Exercise instructions
Copy all of the data below without altering a single line.

□ □ □

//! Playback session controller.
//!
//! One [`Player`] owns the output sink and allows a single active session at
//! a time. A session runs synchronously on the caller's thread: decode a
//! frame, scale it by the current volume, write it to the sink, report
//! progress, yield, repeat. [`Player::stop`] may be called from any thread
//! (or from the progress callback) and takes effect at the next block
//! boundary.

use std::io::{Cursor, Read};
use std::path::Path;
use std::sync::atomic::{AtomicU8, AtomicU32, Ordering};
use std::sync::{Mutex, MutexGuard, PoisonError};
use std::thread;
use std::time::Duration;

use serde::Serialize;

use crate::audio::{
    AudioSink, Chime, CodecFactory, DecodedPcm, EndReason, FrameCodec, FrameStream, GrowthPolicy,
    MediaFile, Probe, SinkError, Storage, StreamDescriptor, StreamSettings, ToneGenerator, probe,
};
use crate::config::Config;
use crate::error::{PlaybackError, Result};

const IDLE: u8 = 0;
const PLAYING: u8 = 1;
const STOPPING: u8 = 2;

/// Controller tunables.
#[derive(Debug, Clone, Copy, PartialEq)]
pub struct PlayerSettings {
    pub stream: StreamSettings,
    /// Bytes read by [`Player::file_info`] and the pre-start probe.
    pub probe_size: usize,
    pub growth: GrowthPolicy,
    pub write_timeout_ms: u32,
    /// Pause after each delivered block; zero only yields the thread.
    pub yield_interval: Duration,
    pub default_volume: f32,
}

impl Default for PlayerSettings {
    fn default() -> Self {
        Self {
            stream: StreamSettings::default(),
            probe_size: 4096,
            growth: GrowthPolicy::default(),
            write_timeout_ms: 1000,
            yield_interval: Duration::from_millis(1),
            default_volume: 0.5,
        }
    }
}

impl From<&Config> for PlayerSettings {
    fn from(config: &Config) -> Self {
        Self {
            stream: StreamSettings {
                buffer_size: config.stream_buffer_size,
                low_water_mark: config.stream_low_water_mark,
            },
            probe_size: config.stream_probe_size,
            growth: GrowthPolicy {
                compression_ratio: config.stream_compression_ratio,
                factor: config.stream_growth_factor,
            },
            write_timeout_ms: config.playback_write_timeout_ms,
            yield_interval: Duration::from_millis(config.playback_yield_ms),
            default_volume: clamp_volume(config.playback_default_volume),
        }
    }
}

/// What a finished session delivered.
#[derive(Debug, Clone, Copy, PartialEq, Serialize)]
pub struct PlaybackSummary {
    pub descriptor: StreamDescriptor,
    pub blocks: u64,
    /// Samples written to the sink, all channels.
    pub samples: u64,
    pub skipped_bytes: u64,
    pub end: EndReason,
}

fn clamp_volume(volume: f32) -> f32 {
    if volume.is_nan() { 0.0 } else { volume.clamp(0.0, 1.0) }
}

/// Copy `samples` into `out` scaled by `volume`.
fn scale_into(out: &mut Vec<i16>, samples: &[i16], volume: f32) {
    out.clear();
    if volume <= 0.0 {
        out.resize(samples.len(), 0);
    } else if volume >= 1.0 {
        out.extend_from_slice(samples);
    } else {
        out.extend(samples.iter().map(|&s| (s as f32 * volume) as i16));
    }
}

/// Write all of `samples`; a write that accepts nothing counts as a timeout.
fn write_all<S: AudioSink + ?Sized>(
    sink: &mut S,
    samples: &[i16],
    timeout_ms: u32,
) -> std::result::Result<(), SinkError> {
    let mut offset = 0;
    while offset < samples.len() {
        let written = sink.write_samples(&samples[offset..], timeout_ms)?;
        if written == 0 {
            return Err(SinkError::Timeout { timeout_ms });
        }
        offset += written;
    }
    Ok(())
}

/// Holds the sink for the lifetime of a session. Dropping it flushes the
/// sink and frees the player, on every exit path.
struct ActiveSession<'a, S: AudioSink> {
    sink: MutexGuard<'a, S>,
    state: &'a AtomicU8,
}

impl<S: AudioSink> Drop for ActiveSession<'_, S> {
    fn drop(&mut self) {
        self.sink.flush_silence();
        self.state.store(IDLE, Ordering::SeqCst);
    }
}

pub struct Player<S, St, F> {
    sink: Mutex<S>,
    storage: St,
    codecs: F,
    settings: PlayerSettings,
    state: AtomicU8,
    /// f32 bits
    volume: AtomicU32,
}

□ □ □

Solution for this problem
//! Playback session controller.
//!
//! One [`Player`] owns the output sink and allows a single active session at
//! a time. A session runs synchronously on the caller's thread: decode a
//! frame, scale it by the current volume, write it to the sink, report
//! progress, yield, repeat. [`Player::stop`] may be called from any thread
//! (or from the progress callback) and takes effect at the next block
//! boundary.

use std::io::{Cursor, Read};
use std::path::Path;
use std::sync::atomic::{AtomicU8, AtomicU32, Ordering};
use std::sync::{Mutex, MutexGuard, PoisonError};
use std::thread;
use std::time::Duration;

use serde::Serialize;

use crate::audio::{
    AudioSink, Chime, CodecFactory, DecodedPcm, EndReason, FrameCodec, FrameStream, GrowthPolicy,
    MediaFile, Probe, SinkError, Storage, StreamDescriptor, StreamSettings, ToneGenerator, probe,
};
use crate::config::Config;
use crate::error::{PlaybackError, Result};

const IDLE: u8 = 0;
const PLAYING: u8 = 1;
const STOPPING: u8 = 2;

/// Controller tunables.
#[derive(Debug, Clone, Copy, PartialEq)]
pub struct PlayerSettings {
    pub stream: StreamSettings,
    /// Bytes read by [`Player::file_info`] and the pre-start probe.
    pub probe_size: usize,
    pub growth: GrowthPolicy,
    pub write_timeout_ms: u32,
    /// Pause after each delivered block; zero only yields the thread.
    pub yield_interval: Duration,
    pub default_volume: f32,
}

impl Default for PlayerSettings {
    fn default() -> Self {
        Self {
            stream: StreamSettings::default(),
            probe_size: 4096,
            growth: GrowthPolicy::default(),
            write_timeout_ms: 1000,
            yield_interval: Duration::from_millis(1),
            default_volume: 0.5,
        }
    }
}

impl From<&Config> for PlayerSettings {
    fn from(config: &Config) -> Self {
        Self {
            stream: StreamSettings {
                buffer_size: config.stream_buffer_size,
                low_water_mark: config.stream_low_water_mark,
            },
            probe_size: config.stream_probe_size,
            growth: GrowthPolicy {
                compression_ratio: config.stream_compression_ratio,
                factor: config.stream_growth_factor,
            },
            write_timeout_ms: config.playback_write_timeout_ms,
            yield_interval: Duration::from_millis(config.playback_yield_ms),
            default_volume: clamp_volume(config.playback_default_volume),
        }
    }
}

/// What a finished session delivered.
#[derive(Debug, Clone, Copy, PartialEq, Serialize)]
pub struct PlaybackSummary {
    pub descriptor: StreamDescriptor,
    pub blocks: u64,
    /// Samples written to the sink, all channels.
    pub samples: u64,
    pub skipped_bytes: u64,
    pub end: EndReason,
}

fn clamp_volume(volume: f32) -> f32 {
    if volume.is_nan() { 0.0 } else { volume.clamp(0.0, 1.0) }
}

/// Copy `samples` into `out` scaled by `volume`.
fn scale_into(out: &mut Vec<i16>, samples: &[i16], volume: f32) {
    out.clear();
    if volume <= 0.0 {
        out.resize(samples.len(), 0);
    } else if volume >= 1.0 {
        out.extend_from_slice(samples);
    } else {
        out.extend(samples.iter().map(|&s| (s as f32 * volume) as i16));
    }
}

/// Write all of `samples`; a write that accepts nothing counts as a timeout.
fn write_all<S: AudioSink + ?Sized>(
    sink: &mut S,
    samples: &[i16],
    timeout_ms: u32,
) -> std::result::Result<(), SinkError> {
    let mut offset = 0;
    while offset < samples.len() {
        let written = sink.write_samples(&samples[offset..], timeout_ms)?;
        if written == 0 {
            return Err(SinkError::Timeout { timeout_ms });
        }
        offset += written;
    }
    Ok(())
}

/// Holds the sink for the lifetime of a session. Dropping it flushes the
/// sink and frees the player, on every exit path.
struct ActiveSession<'a, S: AudioSink> {
    sink: MutexGuard<'a, S>,
    state: &'a AtomicU8,
}

impl<S: AudioSink> Drop for ActiveSession<'_, S> {
    fn drop(&mut self) {
        self.sink.flush_silence();
        self.state.store(IDLE, Ordering::SeqCst);
    }
}

pub struct Player<S, St, F> {
    sink: Mutex<S>,
    storage: St,
    codecs: F,
    settings: PlayerSettings,
    state: AtomicU8,
    /// f32 bits
    volume: AtomicU32,
}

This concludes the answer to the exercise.